Wednesday, October 20, 2021

The Coming Great Face(Book) Off

Facebook CEO Mark Zuckerberg is smart enough to see the writing on the wall, if the Democrats don't break up his social media empire, the Trump cultists will. As such, he's pulling a Google by reportedly forming a parent company where Facebook would be just one of the "brands", according to The Verge's Alex Heath.


Facebook is planning to change its company name next week to reflect its focus on building the metaverse, according to a source with direct knowledge of the matter.

The coming name change, which CEO Mark Zuckerberg plans to talk about at the company’s annual Connect conference on October 28th, but could unveil sooner, is meant to signal the tech giant’s ambition to be known for more than social media and all the ills that entail. The rebrand would likely position the blue Facebook app as one of many products under a parent company overseeing groups like Instagram, WhatsApp, Oculus, and more. A spokesperson for Facebook declined to comment for this story.

Facebook already has more than 10,000 employees building consumer hardware like AR glasses that Zuckerberg believes will eventually be as ubiquitous as smartphones. In July, he told The Verge that, over the next several years, “we will effectively transition from people seeing us as primarily being a social media company to being a metaverse company.”

A rebrand could also serve to further separate the futuristic work Zuckerberg is focused on from the intense scrutiny Facebook is currently under for the way its social platform operates today. A former employee turned whistleblower, Frances Haugen, recently leaked a trove of damning internal documents to The Wall Street Journal and testified about them before Congress. Antitrust regulators in the US and elsewhere are trying to break the company up, and public trust in how Facebook does business is falling.

Facebook isn’t the first well-known tech company to change its company name as its ambitions expand. In 2015, Google reorganized entirely under a holding company called Alphabet, partly to signal that it was no longer just a search engine, but a sprawling conglomerate with companies making driverless cars and health tech. And Snapchat rebranded to Snap Inc. in 2016, the same year it started calling itself a “camera company” and debuted its first pair of Spectacles camera glasses.
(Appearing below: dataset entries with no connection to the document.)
//! TCP sessions.
//!
//! The offerer listens on an ephemeral port and announces one `tcp <ip>
//! <port>` candidate per local address. The answerer dials candidates as they
//! arrive and proves itself with the offer token. One TCP link carries every
//! channel of the session as length-prefixed frames, and later offers on the
//! same session reuse the link.

use std::collections::HashMap;
use std::net::{IpAddr, Ipv4Addr, SocketAddr};
use std::sync::atomic::{AtomicBool, AtomicU64, AtomicUsize, Ordering};
use std::sync::{Arc, Mutex, MutexGuard, PoisonError, Weak};
use std::time::Duration;

use async_trait::async_trait;
use localdrop_core::{
    ChannelId, ChannelMessage, DataChannel, IceCandidate, PeerId, SdpKind, Session,
    SessionDescription, SessionError, SessionEvent, SessionEvents, SessionFactory, SessionState,
};
use tokio::io::{AsyncRead, AsyncReadExt, AsyncWriteExt};
use tokio::net::tcp::{OwnedReadHalf, OwnedWriteHalf};
use tokio::net::{TcpListener, TcpStream};
use tokio::sync::mpsc;
use tokio::time::{timeout, timeout_at, Instant};
use tracing::{debug, info, warn};
use uuid::Uuid;

const SDP_PREFIX: &str = "localdrop-tcp";
const HANDSHAKE_TIMEOUT: Duration = Duration::from_secs(5);
const MAX_FRAME: usize = 16 * 1024 * 1024;
/// kind (1) + channel id (8)
const FRAME_HEADER: usize = 9;

const KIND_HELLO: u8 = 0;
const KIND_OPEN: u8 = 1;
const KIND_TEXT: u8 = 2;
const KIND_BINARY: u8 = 3;
const KIND_CLOSE: u8 = 4;

#[derive(Debug, Clone, PartialEq, Eq)]
struct Frame {
    kind: u8,
    channel: ChannelId,
    payload: Vec<u8>,
}

impl Frame {
    fn new(kind: u8, channel: ChannelId, payload: Vec<u8>) -> Self {
        Self {
            kind,
            channel,
            payload,
        }
    }

    /// Length (u32 BE) of what follows, kind, channel id (u64 BE), payload.
    fn encode(&self) -> Vec<u8> {
        let len = FRAME_HEADER + self.payload.len();
        let mut out = Vec::with_capacity(4 + len);
        out.extend_from_slice(&(len as u32).to_be_bytes());
        out.push(self.kind);
        out.extend_from_slice(&self.channel.to_be_bytes());
        out.extend_from_slice(&self.payload);
        out
    }
}

/// Next frame, `None` on clean EOF.
async fn read_frame<R: AsyncRead + Unpin>(r: &mut R) -> std::io::Result<Option<Frame>> {
    let mut len = [0u8; 4];
    match r.read_exact(&mut len).await {
        Ok(_) => {}
        Err(e) if e.kind() == std::io::ErrorKind::UnexpectedEof => return Ok(None),
        Err(e) => return Err(e),
    }
    let len = u32::from_be_bytes(len) as usize;
    if !(FRAME_HEADER..=MAX_FRAME + FRAME_HEADER).contains(&len) {
        return Err(std::io::Error::new(
            std::io::ErrorKind::InvalidData,
            format!("bad frame length {len}"),
        ));
    }
    let mut buf = vec![0u8; len];
    r.read_exact(&mut buf).await?;
    let mut channel = [0u8; 8];
    channel.copy_from_slice(&buf[1..FRAME_HEADER]);
    Ok(Some(Frame {
        kind: buf[0],
        channel: u64::from_be_bytes(channel),
        payload: buf.split_off(FRAME_HEADER),
    }))
}

#[derive(Debug, PartialEq, Eq)]
struct Described {
    token: String,
    port: Option<u16>,
    reuse: bool,
}

fn describe(token: &str, port: Option<u16>, reuse: bool) -> String {
    let mut sdp = format!("{SDP_PREFIX} token={token}");
    if let Some(port) = port {
        sdp.push_str(&format!(" port={port}"));
    }
    if reuse {
        sdp.push_str(" reuse");
    }
    sdp
}

fn parse_description(sdp: &str) -> Result<Described, SessionError> {
    let invalid = |what: String| SessionError::InvalidDescription(what);
    let mut parts = sdp.split_whitespace();
    if parts.next() != Some(SDP_PREFIX) {
        return Err(invalid(format!("not a {SDP_PREFIX} description")));
    }
    let mut d = Described {
        token: String::new(),
        port: None,
        reuse: false,
    };
    for part in parts {
        match part.split_once('=') {
            Some(("token", t)) => d.token = t.to_string(),
            Some(("port", p)) => {
                d.port = Some(p.parse().map_err(|_| invalid(format!("bad port {p:?}")))?)
            }
            None if part == "reuse" => d.reuse = true,
            _ => return Err(invalid(format!("unexpected {part:?}"))),
        }
    }
    if d.token.is_empty() {
        return Err(invalid("missing token".into()));
    }
    Ok(d)
}

fn parse_candidate(candidate: &str) -> Result<SocketAddr, SessionError> {
    let bad = || SessionError::InvalidCandidate(candidate.to_string());
    let mut parts = candidate.split_whitespace();
    if parts.next() != Some("tcp") {
        return Err(bad());
    }
    let ip: IpAddr = parts.next().and_then(|s| s.parse().ok()).ok_or_else(bad)?;
    let port: u16 = parts.next().and_then(|s| s.parse().ok()).ok_or_else(bad)?;
    Ok(SocketAddr::new(ip, port))
}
I’m told that the new Facebook company name is a closely-guarded secret within its walls and not known widely, even among its full senior leadership. A possible name could have something to do with Horizon, the name of the still-unreleased VR version of Facebook-meets-Roblox that the company has been developing for the past few years. The name of that app was recently tweaked to Horizon Worlds shortly after Facebook demoed a version for workplace collaboration called Horizon Workrooms.
 
Of course the real reason this is going on is for legal reasons. With multiple attorneys general from nearly all 50 states stalking the company, spinning off into a parent company to protect its nearly trillion-dollar market cap, not to mention Zuckerberg's own 100 billion plus, is just a smart move.
 

The attorney general for the District of Columbia has announced that he is naming Mark Zuckerberg as a defendant in the district’s lawsuit against Facebook.

Karl Racine made the announcement Wednesday, saying that Zuckerberg had knowledge of decisions that led to the exposure of Facebook user data.

“Based on the evidence we gathered in this case over the past two years and the District’s investigation more generally, it’s clear Mr. Zuckerberg knowingly and actively participated in each decision that led to Cambridge Analytica’s mass collection of Facebook user data, and Facebook’s misrepresentations to users about how secure their data was,” Racine said in a statement to Law & Crime. “The evidence further demonstrates that Mr. Zuckerberg also participated in misleading the public and government officials about Facebook’s role. Under these circumstances, Mr. Zuckerberg should be held liable for his involvement in the decisions that enabled the exposure of millions of users’ data – and that’s why we’re adding him to our complaint.”

“Protecting the Data of Half of the District’s Residents”

It’s the first time a U.S. regulator, including an attorneys general office, specifically named Zuckerberg in a complaint, according to Racine’s office.

“My office filed our lawsuit in 2018, and since then, we’ve reviewed hundreds of thousands of pages of documents produced in litigation and completed a wide range of depositions including former employees and whistleblowers,” Racine said on Twitter. “This lawsuit is about protecting the data of half of all District residents and tens of millions of people across the country. We’ve taken our obligation to investigate wrongdoing very seriously—and Facebook should take its responsibility to protect users just as seriously.”

The parent company move makes a whole hell of a lot of sense. Besides, if Facebook gets burned to the ground, the parent company will live on doing its "metaverse" thing and being just as evil, only bigger.

Or maybe it'll collapse before Zuck's AR glasses turn everyone into privacy destroying spies.